La vue est indispensable à la survie, et ce, depuis bien avant l'invention des armes à feu. Les déformations perceptives dues au stress aigu peuvent modifier considérablement le comportement du policier. Katherine Aldred s'est entretenue avec le serg. Jeff Quail, retraité du service de police de Winnipeg (SPW), qui nous parle ici des limites des réactions humaines et de moyens de les atténuer.
Parlez-nous de votre parcours en formation.
À l'académie [du SPW], j'étais d'abord coordonnateur adjoint de la sécurité des agents avant de devenir coordonnateur comme tel et responsable de la formation sur les tactiques défensives et le maniement des armes à feu. Aujourd'hui, je dirige à plein temps la section de recherche et déve-loppement de Setcan.
Que savons-nous des distorsions visuelles dues au stress aigu?
Sur le plan physiologique, l'état de stress aigu stimule le système nerveux sympathique qui libère massivement des hormones, dont l'adrénaline que nous connaissons tous. L'adrénaline agit sur le muscle ciliaire entraînant son relâchement et l'aplatissement du cristallin. La vision éloignée s'en trouve momentanément plus nette par rapport à la vision rapprochée, et en situation de stress, on pourrait être incapable de bien voir son arme.
Voilà qui n'est pas négligeable. Que peut-il arriver d'autre?

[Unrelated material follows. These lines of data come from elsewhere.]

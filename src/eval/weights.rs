//! Penalty weights for the constraint evaluator.

use crate::error::{Error, Result};

/// Score type produced by the evaluator. Lower is better, zero is the floor.
pub type Penalty = i64;

/// Weights of the hard and light constraint penalties.
///
/// # Defaults
///
/// ```
/// use exam_metaheur::eval::PenaltyWeights;
///
/// let w = PenaltyWeights::default();
/// assert_eq!(w.hard, 100_000);
/// assert_eq!(w.light, 100);
/// assert_eq!(w.start_time_factor, 0);
/// ```
#[derive(Debug, Clone, Copy, PartialEq, Eq)]
#[cfg_attr(feature = "serde", derive(serde::Serialize, serde::Deserialize))]
pub struct PenaltyWeights {
    /// Charged for a capacity overrun or a time overlap between together
    /// courses.
    pub hard: Penalty,

    /// Charged for together courses on adjacent days; doubled for
    /// together courses on the same day without overlap. An unassigned
    /// course costs `hard - light`.
    pub light: Penalty,

    /// Multiplied by the start time (minutes since midnight) of every
    /// assigned course. Zero disables the term.
    pub start_time_factor: Penalty,
}

impl Default for PenaltyWeights {
    fn default() -> Self {
        Self {
            hard: 100_000,
            light: 100,
            start_time_factor: 0,
        }
    }
}

impl PenaltyWeights {
    pub fn with_hard(mut self, hard: Penalty) -> Self {
        self.hard = hard;
        self
    }

    pub fn with_light(mut self, light: Penalty) -> Self {
        self.light = light;
        self
    }

    pub fn with_start_time_factor(mut self, factor: Penalty) -> Self {
        self.start_time_factor = factor;
        self
    }

    /// Penalty for leaving one course without a slot.
    pub fn unassigned(&self) -> Penalty {
        self.hard - self.light
    }

    /// Validates the weights.
    ///
    /// All weights must be non-negative and `light` must not exceed `hard`,
    /// otherwise the unassigned penalty would turn into a reward.
    pub fn validate(&self) -> Result<()> {
        if self.hard < 0 || self.light < 0 || self.start_time_factor < 0 {
            return Err(Error::InvalidConfig(
                "penalty weights must be non-negative".into(),
            ));
        }
        if self.light > self.hard {
            return Err(Error::InvalidConfig(
                "light penalty must not exceed hard penalty".into(),
            ));
        }
        Ok(())
    }
}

Du côté visuel et cognitif, de nombreuses études portent sur ce qu'on appelle l'effet de concentration sur l'arme. Elles ont démontré qu'en situation de stress, certaines personnes ont tendance à fixer l'arme plutôt que le centre de la cible. Cela dit, nous n'en sommes qu'à nos débuts dans notre recherche d'explications sur ce qui crée cet effet et d'autres distorsions.
Comment le milieu policier peut-il exploiter ce savoir?
Avant tout, il faut accepter la probabilité que des distorsions se produisent sous stress aigu, même si on ne peut pas encore prédire leurs types ni à quel moment elles se produiront. Ensuite, on pourra se pencher sur les façons de préparer le policier à cette éventualité afin de l'aider à mieux remplir son rôle.
Et comment peut-on le préparer?
Il y a trois méthodes de formation auxquelles on peut avoir recours. La première consiste à faire accepter les effets du stress. Un individu attaqué soudainement de près ne réfléchit pas à sa réaction. Il se laisse guider par son instinct qui le pousse à reculer avant même d'avoir eu le temps de fouiller sa mémoire. Dès lors qu'il aura saisi ce principe que le corps humain réagit naturellement devant un danger, que les réflexes naturels sont immuables, il pourra penser à une réponse conditionnée.
La deuxième porte sur les techniques d'atténuation du stress. Plus la réaction est faible, moins d'hormones sont secrétées et plus le risque de distorsions diminue. Les techniques abondent mais sont difficiles à appliquer dans ce contexte. Un exemple : Vous êtes un acrophobe dans des montagnes russes à qui on dit de ne pas paniquer. Évidemment qu'au moment de franchir une descente, vous réagirez. Rassurer sert plus à se préparer à un évènement prochain qu'à maîtriser une situation soudaine.
Et enfin, il y a le surapprentissage qui consiste à réitérer plusieurs fois des exercices essentiels jusqu'à l'atteinte d'un niveau de compétence inconsciente. Prenons l'enrayage d'une arme à feu. Un usager averti qui appuie sur la détente et voit que son arme ne fonctionne pas emploiera systématiquement la technique apprise. Grâce à la répétition, on agit avec automatisme et on n'a pas à se rappeler chaque étape de l'action (frapper le fond du chargeur, ensuite actionner la glissière vers l'arrière, puis…). L'habitude devient une seconde nature.
Quelles ressources y a-t-il pour les policiers?
Il existe des formateurs de policiers et de militaires ainsi que des universitaires au savoir-faire extraordinaire. J'encourage les intéressés et ceux qui souhaitent recevoir ce genre de formation à les consulter.